* **Exercise requirements**: The answer is a stretch of the material below, returned exactly: the line containing "let handle = thread::Builder::new()", the line containing "let interval = state.throttle.interval(Instant::now());", and all lines between.

----

//! # Write-Behind Flusher
//!
//! **Load-adaptive background persistence**
//!
//! The cache never waits on disk. Each mutation enqueues one
//! [`StoreTransaction`]; a dedicated thread drains the queue on an interval
//! and hands the whole batch to the store.
//!
//! ## Architecture
//!
//! ```text
//!   SpatialChunkCache ──> [Write Queue] ──> [Flusher Thread] ──> ChunkStore
//!     (single writer)      (FIFO, Mutex)     (single drainer)
//! ```
//!
//! ## Throttle
//!
//! While more than `busy_threshold` transactions arrived inside the trailing
//! `rate_window_ms`, the flusher switches to `slow_interval_ms` so bursts are
//! written as a few large batches. Once the rate drops it returns to
//! `fast_interval_ms`.
//!
//! ## Failure
//!
//! A failed batch is put back at the head of the queue and retried on the
//! next cycle. The in-memory cache stays authoritative in the meantime.

use std::collections::VecDeque;
use std::sync::atomic::{AtomicBool, Ordering};
use std::sync::Arc;
use std::thread::{self, JoinHandle};
use std::time::{Duration, Instant};

use parking_lot::{Condvar, Mutex};
use serde::{Deserialize, Serialize};
use tracing::{debug, error, info, warn};

use crate::error::StoreResult;
use crate::store::{SharedStore, StoreTransaction};

/// Configuration for the write-behind flusher.
#[derive(Clone, Copy, Debug, PartialEq, Eq, Serialize, Deserialize)]
#[serde(default)]
pub struct FlushConfig {
    /// Flush interval under normal load (ms).
    pub fast_interval_ms: u64,
    /// Flush interval while busy (ms).
    pub slow_interval_ms: u64,
    /// Arrivals inside the window above which the flusher is busy.
    pub busy_threshold: usize,
    /// Trailing window over which arrivals are counted (ms).
    pub rate_window_ms: u64,
    /// Buckets fetched per page during cold start.
    pub load_page_buckets: usize,
}

impl Default for FlushConfig {
    fn default() -> Self {
        Self {
            fast_interval_ms: 500,
            slow_interval_ms: 5_000,
            busy_threshold: 32,
            rate_window_ms: 10_000,
            load_page_buckets: 6,
        }
    }
}

/// Statistics for the flusher.
#[derive(Clone, Debug, Default, PartialEq, Eq)]
pub struct FlushStats {
    /// Batches successfully written.
    pub flushes: u64,
    /// Batches that failed and were re-queued.
    pub failures: u64,
    /// Transactions successfully written.
    pub transactions_written: u64,
    /// Most recent failure, cleared by the next success.
    pub last_error: Option<String>,
    /// True while the throttle is on the slow interval.
    pub throttled: bool,
}

/// Chooses the flush interval from the recent arrival rate.
#[derive(Debug)]
pub struct FlushThrottle {
    fast: Duration,
    slow: Duration,
    window: Duration,
    threshold: usize,
    arrivals: VecDeque<Instant>,
    slow_mode: bool,
}

impl FlushThrottle {
    /// Creates a throttle from `config`.
    #[must_use]
    pub fn new(config: &FlushConfig) -> Self {
        Self {
            fast: Duration::from_millis(config.fast_interval_ms),
            slow: Duration::from_millis(config.slow_interval_ms),
            window: Duration::from_millis(config.rate_window_ms),
            threshold: config.busy_threshold,
            arrivals: VecDeque::new(),
            slow_mode: false,
        }
    }

    /// Records one arrival at `now`.
    pub fn record(&mut self, now: Instant) {
        self.arrivals.push_back(now);
        self.prune(now);
    }

    /// Interval to wait before the next flush, as of `now`.
    pub fn interval(&mut self, now: Instant) -> Duration {
        self.prune(now);
        let busy = self.arrivals.len() > self.threshold;
        if busy != self.slow_mode {
            self.slow_mode = busy;
            if busy {
                info!(
                    arrivals = self.arrivals.len(),
                    interval_ms = self.slow.as_millis(),
                    "write rate high, slowing flushes"
                );
            } else {
                info!(interval_ms = self.fast.as_millis(), "write rate normal, fast flushes");
            }
        }
        if busy {
            self.slow
        } else {
            self.fast
        }
    }

    /// True while the slow interval is in effect.
    #[must_use]
    pub const fn is_slow(&self) -> bool {
        self.slow_mode
    }

    fn prune(&mut self, now: Instant) {
        while let Some(&oldest) = self.arrivals.front() {
            if now.saturating_duration_since(oldest) > self.window {
                self.arrivals.pop_front();
            } else {
                break;
            }
        }
    }
}

struct QueueState {
    transactions: VecDeque<StoreTransaction>,
    throttle: FlushThrottle,
}

struct WriteQueue {
    state: Mutex<QueueState>,
    /// Wakes the flusher for shutdown.
    wake: Condvar,
    /// Held for the duration of a drain + apply so batches reach the store
    /// in queue order even when `flush_now` races the flusher thread.
    flushing: Mutex<()>,
}

/// Background writer feeding a [`crate::ChunkStore`].
pub struct WriteBehind {
    queue: Arc<WriteQueue>,
    store: SharedStore,
    stats: Arc<Mutex<FlushStats>>,
    shutdown: Arc<AtomicBool>,
    handle: Option<JoinHandle<()>>,
}

impl WriteBehind {
    /// Starts the flusher thread.
    ///
    /// # Errors
    ///
    /// Returns [`crate::StoreError::Io`] if the thread cannot be spawned.
    pub fn spawn(store: SharedStore, config: FlushConfig) -> StoreResult<Self> {
        let queue = Arc::new(WriteQueue {
            state: Mutex::new(QueueState {
                transactions: VecDeque::new(),
                throttle: FlushThrottle::new(&config),
            }),
            wake: Condvar::new(),
            flushing: Mutex::new(()),
        });
        let stats = Arc::new(Mutex::new(FlushStats::default()));
        let shutdown = Arc::new(AtomicBool::new(false));

        let worker_queue = Arc::clone(&queue);
        let worker_store = Arc::clone(&store);
        let worker_stats = Arc::clone(&stats);
        let worker_shutdown = Arc::clone(&shutdown);

        let handle = thread::Builder::new()
            .name("deepfield-flusher".to_string())
            .spawn(move || {
                Self::flusher_loop(&worker_queue, &worker_store, &worker_stats, &worker_shutdown);
            })?;

        debug!(?config, "write-behind flusher started");
        Ok(Self {
            queue,
            store,
            stats,
            shutdown,
            handle: Some(handle),
        })
    }

    fn flusher_loop(
        queue: &WriteQueue,
        store: &SharedStore,
        stats: &Mutex<FlushStats>,
        shutdown: &AtomicBool,
    ) {
        loop {
            {
                let mut state = queue.state.lock();
                if shutdown.load(Ordering::Acquire) {
                    break;
                }
                let interval = state.throttle.interval(Instant::now());
                stats.lock().throttled = state.throttle.is_slow();
                queue.wake.wait_for(&mut state, interval);
                if shutdown.load(Ordering::Acquire) {
                    break;
                }
            }

            if let Err(err) = Self::flush_once(queue, store, stats) {
                warn!(%err, "flush failed, batch re-queued");
            }
        }

        // Final flush on shutdown
        if let Err(err) = Self::flush_once(queue, store, stats) {
            let lost = queue.state.lock().transactions.len();
            error!(%err, transactions = lost, "final flush failed, writes lost");
        }
    }

    /// Drains the queue into the store. Returns the number of transactions
    /// written.
    fn flush_once(
        queue: &WriteQueue,
        store: &SharedStore,
        stats: &Mutex<FlushStats>,
    ) -> StoreResult<usize> {
        let _order = queue.flushing.lock();

        let batch: Vec<StoreTransaction> = queue.state.lock().transactions.drain(..).collect();
        if batch.is_empty() {
            return Ok(0);
        }

        let result = store.lock().apply(&batch);
        match result {
            Ok(()) => {
                let mut s = stats.lock();
                s.flushes += 1;
                s.transactions_written += batch.len() as u64;
                s.last_error = None;
                debug!(transactions = batch.len(), "flushed");
                Ok(batch.len())
            }
            Err(err) => {
                {
                    let mut state = queue.state.lock();
                    for transaction in batch.into_iter().rev() {
                        state.transactions.push_front(transaction);
                    }
                }
                let mut s = stats.lock();
                s.failures += 1;
                s.last_error = Some(err.to_string());
                Err(err)
            }
        }
    }

    /// Queues one transaction. Empty transactions are ignored.
    pub fn enqueue(&self, transaction: StoreTransaction) {
        if transaction.is_empty() {
            return;
        }
        let mut state = self.queue.state.lock();
        state.throttle.record(Instant::now());
        state.transactions.push_back(transaction);
    }

    /// Flushes everything queued so far on the calling thread.
    ///
    /// # Errors
    ///
    /// Returns the store's error; the batch stays queued.
    pub fn flush_now(&self) -> StoreResult<usize> {
        Self::flush_once(&self.queue, &self.store, &self.stats)
    }

    /// Transactions waiting to be written.
    #[must_use]
    pub fn pending(&self) -> usize {
        self.queue.state.lock().transactions.len()
    }

    /// Returns current statistics.
    #[must_use]
    pub fn stats(&self) -> FlushStats {
        self.stats.lock().clone()
    }

    /// The store being written to.
    #[must_use]
    pub fn store(&self) -> &SharedStore {
        &self.store
    }
}

impl Drop for WriteBehind {
    fn drop(&mut self) {
        {
            let _state = self.queue.state.lock();
            self.shutdown.store(true, Ordering::Release);
            self.queue.wake.notify_all();
        }

        if let Some(handle) = self.handle.take() {
            if handle.join().is_err() {
                error!("flusher thread panicked");
            }
        }
    }
}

----

* **Exercise response**:
        let handle = thread::Builder::new()
            .name("deepfield-flusher".to_string())
            .spawn(move || {
                Self::flusher_loop(&worker_queue, &worker_store, &worker_stats, &worker_shutdown);
            })?;

        debug!(?config, "write-behind flusher started");
        Ok(Self {
            queue,
            store,
            stats,
            shutdown,
            handle: Some(handle),
        })
    }

    fn flusher_loop(
        queue: &WriteQueue,
        store: &SharedStore,
        stats: &Mutex<FlushStats>,
        shutdown: &AtomicBool,
    ) {
        loop {
            {
                let mut state = queue.state.lock();
                if shutdown.load(Ordering::Acquire) {
                    break;
                }
                let interval = state.throttle.interval(Instant::now());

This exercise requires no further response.